One way to get around this restriction is to borrow from your 401(k) instead of taking an early withdrawal. As long as you pay the money back into the account within five years, you’ll pay no tax or penalty. However, you’ll still have to pay interest and fees on the loan.
Also, if you lose your job or change jobs, the plan sponsor can require you to either pay back the loan immediately or treat the balance as a withdrawal, paying all tax and penalties.
The bottom line is that putting your money in a 401(k) makes it much harder to get at it if you need it. That doesn’t mean you shouldn’t invest in your 401(k), but you should take care not to invest too much. Make sure you’re leaving enough money in accessible accounts to meet all your everyday needs and pay for emergencies.
2. Your Investment Choices Are Limited
Although 401(k) plans generally offer different funds for you to invest in, they can only provide a limited number of investment options. That can be a good thing since too many choices could be overwhelming. It’s easier to choose from an assortment of a dozen funds than to evaluate hundreds of different options.
However, the specific plans your 401(k) offers aren’t always the best possible choices. Sometimes they charge higher fees or earn lower returns than other funds of the same type, such as stocks or bonds. And sometimes your 401(k) doesn’t give you access to a particular type of investment that interests you, such as energy stocks.
Again, this doesn’t mean you shouldn’t put any money in your 401(k), especially if you’re getting matching contributions from your employer. But it’s a good reason to think about investing some of your money outside of your 401(k), as well. You won’t be able to use pretax dollars, but you’ll have more choices, some of which could give you a better return.
If you have access to a 401(k) plan at work, it makes sense to do some of your investing this way. At a minimum, you should put in enough of your salary to take full advantage of any employer match.
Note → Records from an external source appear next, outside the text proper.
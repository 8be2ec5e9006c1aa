//! Domain layer: pure business logic, types, and validation.
//!
//! This module has zero imports from `crate::infra`, `crate::commands`,
//! `crate::application`, `tokio`, `std::fs`, `std::process`, or `std::net`.
//! All functions are synchronous and take data in, returning data out.

pub mod config;
pub mod error;
pub mod ini;
pub mod layout;
pub mod release;
pub mod ssh;
pub mod tunnel;

pub use config::{Descriptor, TunnelOptions};
pub use error::{CommandError, ConfigError, KeyError, RelayError};
pub use layout::HostLayout;
pub use ssh::KeyPair;
//! Output styles using owo-colors stylesheet pattern

use owo_colors::Style;

/// Centralized stylesheet for CLI output colors.
#[derive(Default, Clone)]
pub struct Styles {
    /// Success messages (green)
    pub success: Style,
    /// Warning messages (yellow)
    pub warning: Style,
    /// Info messages (blue)
    pub info: Style,
    /// In-progress steps (cyan)
    pub step: Style,
    /// Dimmed/secondary text
    pub dim: Style,
    /// Headers/section titles
    pub header: Style,
    /// Commands the operator copies
    pub command: Style,
}

impl Styles {
    /// Apply colors to the stylesheet.
    pub fn colorize(&mut self) {
        self.success = Style::new().green();
        self.warning = Style::new().yellow();
        self.info = Style::new().blue();
        self.step = Style::new().cyan();
        self.dim = Style::new().dimmed();
        self.header = Style::new().bold().cyan();
        self.command = Style::new().bold();
    }
}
However, it doesn’t make sense to tie up all your money in your 401(k). You should keep some of it in an emergency fund so you won’t have to tap your 401(k) in a crisis. And if you can spare the cash, it’s also a good idea to put some into taxable accounts, which can offer a wider choice of investments and lower fees.
Of course, all of this is a moot point if your workplace doesn’t offer a 401(k). If you have a job without benefits, look into other retirement plans such as IRAs, which offer similar tax advantages.
And if you’re self-employed, consider a solo 401(k), which works like a 401(k) where you are both the employer and the employee.